Egenolf Theilacker (1941-2012) nasceu em Timbó, Santa Catarina e desenvolveu desde cedo uma relação intuitiva e constante com a pintura. Antes de assumir a arte como atividade principal, conciliou o ofício artístico com o trabalho no comércio da família, até decidir dedicar-se integralmente à pintura após anos de formação prática e aprendizado com mestres locais. Essa escolha marcou uma virada definitiva em sua trajetória, orientada pela observação direta da paisagem e pela disciplina do trabalho cotidiano em ateliê.
Sua produção é marcada sobretudo pela pintura de paisagens, realizadas a partir do contato direto com o ambiente ou de um vasto arquivo fotográfico construído ao longo de décadas. Theilacker valorizava o estudo da luz, das cores e das variações atmosféricas, preferindo temas ligados ao Sul do Brasil, como áreas rurais, rios, marinhas e a vegetação característica da região. Ipês, flamboyants e, especialmente, as araucárias tornaram-se elementos recorrentes, tratados com uma linguagem pessoal frequentemente associada ao impressionismo, mas sem compromisso com rótulos ou tendências de mercado.

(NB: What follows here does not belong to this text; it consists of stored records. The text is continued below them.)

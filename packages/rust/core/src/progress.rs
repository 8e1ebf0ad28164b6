//! Progress reporting hooks for long-running funnel runs.

use bitfunnel_shared::{Candidate, ProcessingRecord};

use crate::pipeline::RunOutcome;

/// Progress callback for reporting pipeline status.
pub trait PipelineProgress: Send + Sync {
    /// Called when entering a new phase.
    fn phase(&self, name: &str);
    /// Called once screening has judged every candidate.
    fn screened(&self, passed: usize, total: usize);
    /// Called before each generation attempt.
    fn attempt(&self, candidate: &Candidate, attempt: u32, max_retry: u32);
    /// Called when a candidate leaves the retry loop. `None` means it was dropped.
    fn candidate_finished(&self, candidate: &Candidate, record: Option<&ProcessingRecord>);
    /// Called when the run completes.
    fn done(&self, outcome: &RunOutcome);
}

/// No-op progress reporter for headless/test usage.
pub struct SilentProgress;

impl PipelineProgress for SilentProgress {
    fn phase(&self, _name: &str) {}
    fn screened(&self, _passed: usize, _total: usize) {}
    fn attempt(&self, _candidate: &Candidate, _attempt: u32, _max_retry: u32) {}
    fn candidate_finished(&self, _candidate: &Candidate, _record: Option<&ProcessingRecord>) {}
    fn done(&self, _outcome: &RunOutcome) {}
}
//! Capability traits for the collaborators the funnel depends on.
//!
//! The core never talks to a content platform directly. Discovery, content
//! and item retrieval, term planning and persistence are injected behind
//! these traits so runs can be wired to real services or to in-memory
//! fixtures.

use async_trait::async_trait;

use crate::error::Result;
use crate::types::{Candidate, ItemOrder, ProcessingRecord};

/// Turns a free-text request into search terms.
#[async_trait]
pub trait TermPlanner: Send + Sync {
    /// An empty list means nothing could be planned.
    async fn plan(&self, query: &str) -> Result<Vec<String>>;
}

/// Supplies candidates for search terms.
#[async_trait]
pub trait ContentDiscoveryProvider: Send + Sync {
    /// Candidates for all `terms`, at most `per_term` each, deduplicated,
    /// in first-seen order.
    async fn discover(&self, terms: &[String], per_term: usize) -> Result<Vec<Candidate>>;
}

/// Supplies the content (e.g. a transcript) of a candidate.
#[async_trait]
pub trait ContentRetrievalProvider: Send + Sync {
    /// Full content; `None` when the candidate has none.
    async fn full_content(&self, candidate: &Candidate) -> Result<Option<String>>;

    /// Excerpt covering roughly the first `max_secs` seconds.
    async fn content_sample(&self, candidate: &Candidate, max_secs: u32) -> Result<Option<String>>;
}

/// Supplies the raw item pool (e.g. comments) of a candidate.
#[async_trait]
pub trait ItemRetrievalProvider: Send + Sync {
    async fn fetch_items(
        &self,
        candidate: &Candidate,
        max_items: usize,
        order: ItemOrder,
    ) -> Result<Vec<String>>;
}

/// Durable storage for a run's final records.
#[async_trait]
pub trait PersistenceSink: Send + Sync {
    /// Store `records` in order. Returns a human-readable location.
    async fn persist(&self, records: &[ProcessingRecord]) -> Result<String>;
}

Ao longo da carreira, manteve uma postura independente, guiada mais pelo prazer de pintar do que por exigências comerciais. Também atuou como professor, formando alunos de diversas cidades catarinenses e contribuindo para a difusão da prática artística regional. Faleceu em 2012, deixando um legado sólido na pintura de paisagem brasileira, reconhecido não apenas por colecionadores, mas também pela própria cidade de Timbó, que preserva sua memória como parte relevante de sua história cultural.